Metodo 4: utilizzare una scheda audio USB per un suono migliore
Se il collegamento alle porte del monitor non funziona o desideri un’uscita audio più pulita, una scheda audio USB può aiutarti. Basta collegarla a una porta USB libera e fungerà da dispositivo audio esterno. Inoltre, la qualità del suono tende a essere migliore e più affidabile rispetto ad alcune opzioni integrate.
- Collega l’altoparlante esterno alla porta di uscita AUX della scheda audio.
- Collegare la scheda audio a una porta USB libera del monitor o del PC.
- Imposta il dispositivo USB come dispositivo di riproduzione predefinito nelle Impostazioni audio.
- Riproduci un suono di prova: se lo senti, è tutto a posto.
Questa configurazione è particolarmente utile se gli altoparlanti integrati del monitor sono scadenti o se si verificano interferenze. Inoltre, isola l’audio dal video, rendendo più semplice il debug dei problemi audio.
Metodo 5: utilizzare un estrattore audio HDMI per più opzioni di output
Se il tuo monitor ha un’uscita HDMI ma non un’uscita audio e desideri collegare degli altoparlanti esterni, un estrattore audio HDMI potrebbe essere la soluzione. Divide il segnale HDMI in flussi video e audio separati, consentendoti di collegare gli altoparlanti tramite cavi AUX, ottici o persino coassiali. Supponendo che il tuo monitor supporti l’HDMI, questo è un modo semplice per migliorare l’audio senza dover modificare gli altoparlanti interni.
- Collega l’uscita HDMI del monitor all’ingresso HDMI dell’estrattore.
- Collega l’altoparlante esterno alla porta dell’estrattore, che sia AUX, ottica o coassiale.
- Accendi tutto, seleziona la modalità di ingresso corretta sull’altoparlante e dovresti essere pronto a partire.

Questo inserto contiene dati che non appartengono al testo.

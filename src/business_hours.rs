use crate::{error::ConfigurationError, types::hh_mm};
use chrono::{NaiveTime, Weekday};
use serde::{Deserialize, Serialize};
use std::{fs, path::Path};

#[derive(Debug, Clone, Copy, PartialEq, Eq, Serialize, Deserialize)]
pub struct OpeningHours {
    #[serde(with = "hh_mm")]
    pub open: NaiveTime,
    #[serde(with = "hh_mm")]
    pub close: NaiveTime,
}

impl OpeningHours {
    pub fn new(open: NaiveTime, close: NaiveTime) -> Self {
        Self { open, close }
    }

    fn hours(open: u32, close: u32) -> Option<Self> {
        Some(Self::new(
            NaiveTime::from_hms_opt(open, 0, 0)?,
            NaiveTime::from_hms_opt(close, 0, 0)?,
        ))
    }
}

/// Hours in which candidate slots are offered, per day of the week. A `None`
/// day is closed.
#[derive(Debug, Clone, PartialEq, Eq, Serialize, Deserialize)]
pub struct BusinessHours {
    pub monday: Option<OpeningHours>,
    pub tuesday: Option<OpeningHours>,
    pub wednesday: Option<OpeningHours>,
    pub thursday: Option<OpeningHours>,
    pub friday: Option<OpeningHours>,
    pub saturday: Option<OpeningHours>,
    pub sunday: Option<OpeningHours>,
}

impl Default for BusinessHours {
    /// 09:00-17:00 on weekdays, Saturday until 12:00, Sunday closed.
    fn default() -> Self {
        let weekday = OpeningHours::hours(9, 17);
        Self {
            monday: weekday,
            tuesday: weekday,
            wednesday: weekday,
            thursday: weekday,
            friday: weekday,
            saturday: OpeningHours::hours(9, 12),
            sunday: None,
        }
    }
}

impl BusinessHours {
    pub fn from_file(path: &Path) -> Result<Self, ConfigurationError> {
        let content = fs::read_to_string(path).map_err(|source| ConfigurationError::Read {
            path: path.to_path_buf(),
            source,
        })?;
        let business_hours: BusinessHours =
            serde_json::from_str(&content).map_err(|source| ConfigurationError::Parse {
                path: path.to_path_buf(),
                source,
            })?;
        business_hours.validate()?;
        Ok(business_hours)
    }

    pub fn for_weekday(&self, weekday: Weekday) -> Option<OpeningHours> {
        match weekday {
            Weekday::Mon => self.monday,
            Weekday::Tue => self.tuesday,
            Weekday::Wed => self.wednesday,
            Weekday::Thu => self.thursday,
            Weekday::Fri => self.friday,
            Weekday::Sat => self.saturday,
            Weekday::Sun => self.sunday,
        }
    }

    fn validate(&self) -> Result<(), ConfigurationError> {
        let mut weekday = Weekday::Mon;
        for _ in 0..7 {
            if let Some(hours) = self.for_weekday(weekday) {
                if hours.open >= hours.close {
                    return Err(ConfigurationError::InvalidHours {
                        day: weekday.to_string(),
                    });
                }
            }
            weekday = weekday.succ();
        }
        Ok(())
    }
}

Far funzionare l’audio sui monitor a volte può sembrare un vero e proprio puzzle, soprattutto con tutte le porte, i cavi e le impostazioni coinvolte. Ma una volta capito cosa supporta il tuo dispositivo e hai l’attrezzatura giusta, di solito è solo questione di collegare e regolare alcune impostazioni. A volte un riavvio aiuta, ma spesso la pazienza e l’adattatore giusto sono sufficienti.
Riepilogo
- Controlla le porte del tuo monitor prima di acquistare cavi o adattatori
- Utilizzare il cavo appropriato (3, 5 mm, RCA, ottico, HDMI ARC) per la configurazione
- Esplora il Bluetooth se supportato per connessioni wireless rapide
- Gli adattatori e i convertitori sono utili quando le porte non corrispondono
- Configura le impostazioni audio nel tuo sistema operativo dopo la connessione
Incartare
In definitiva, collegare altoparlanti esterni a un monitor non è un’impresa titanica, a meno che non si utilizzino porte incompatibili o cavi poco pratici. Il segreto sta nel sapere quali porte si hanno a disposizione, che tipo di altoparlanti si stanno utilizzando e se sia più sensato usare un cavo o un cavo wireless. Speriamo che questo aiuti a mettere a fuoco un po’ le cose e a far fluire l’audio come si desidera.È solo un’idea che ha funzionato su più computer, e forse vi risparmierà qualche grattacapo.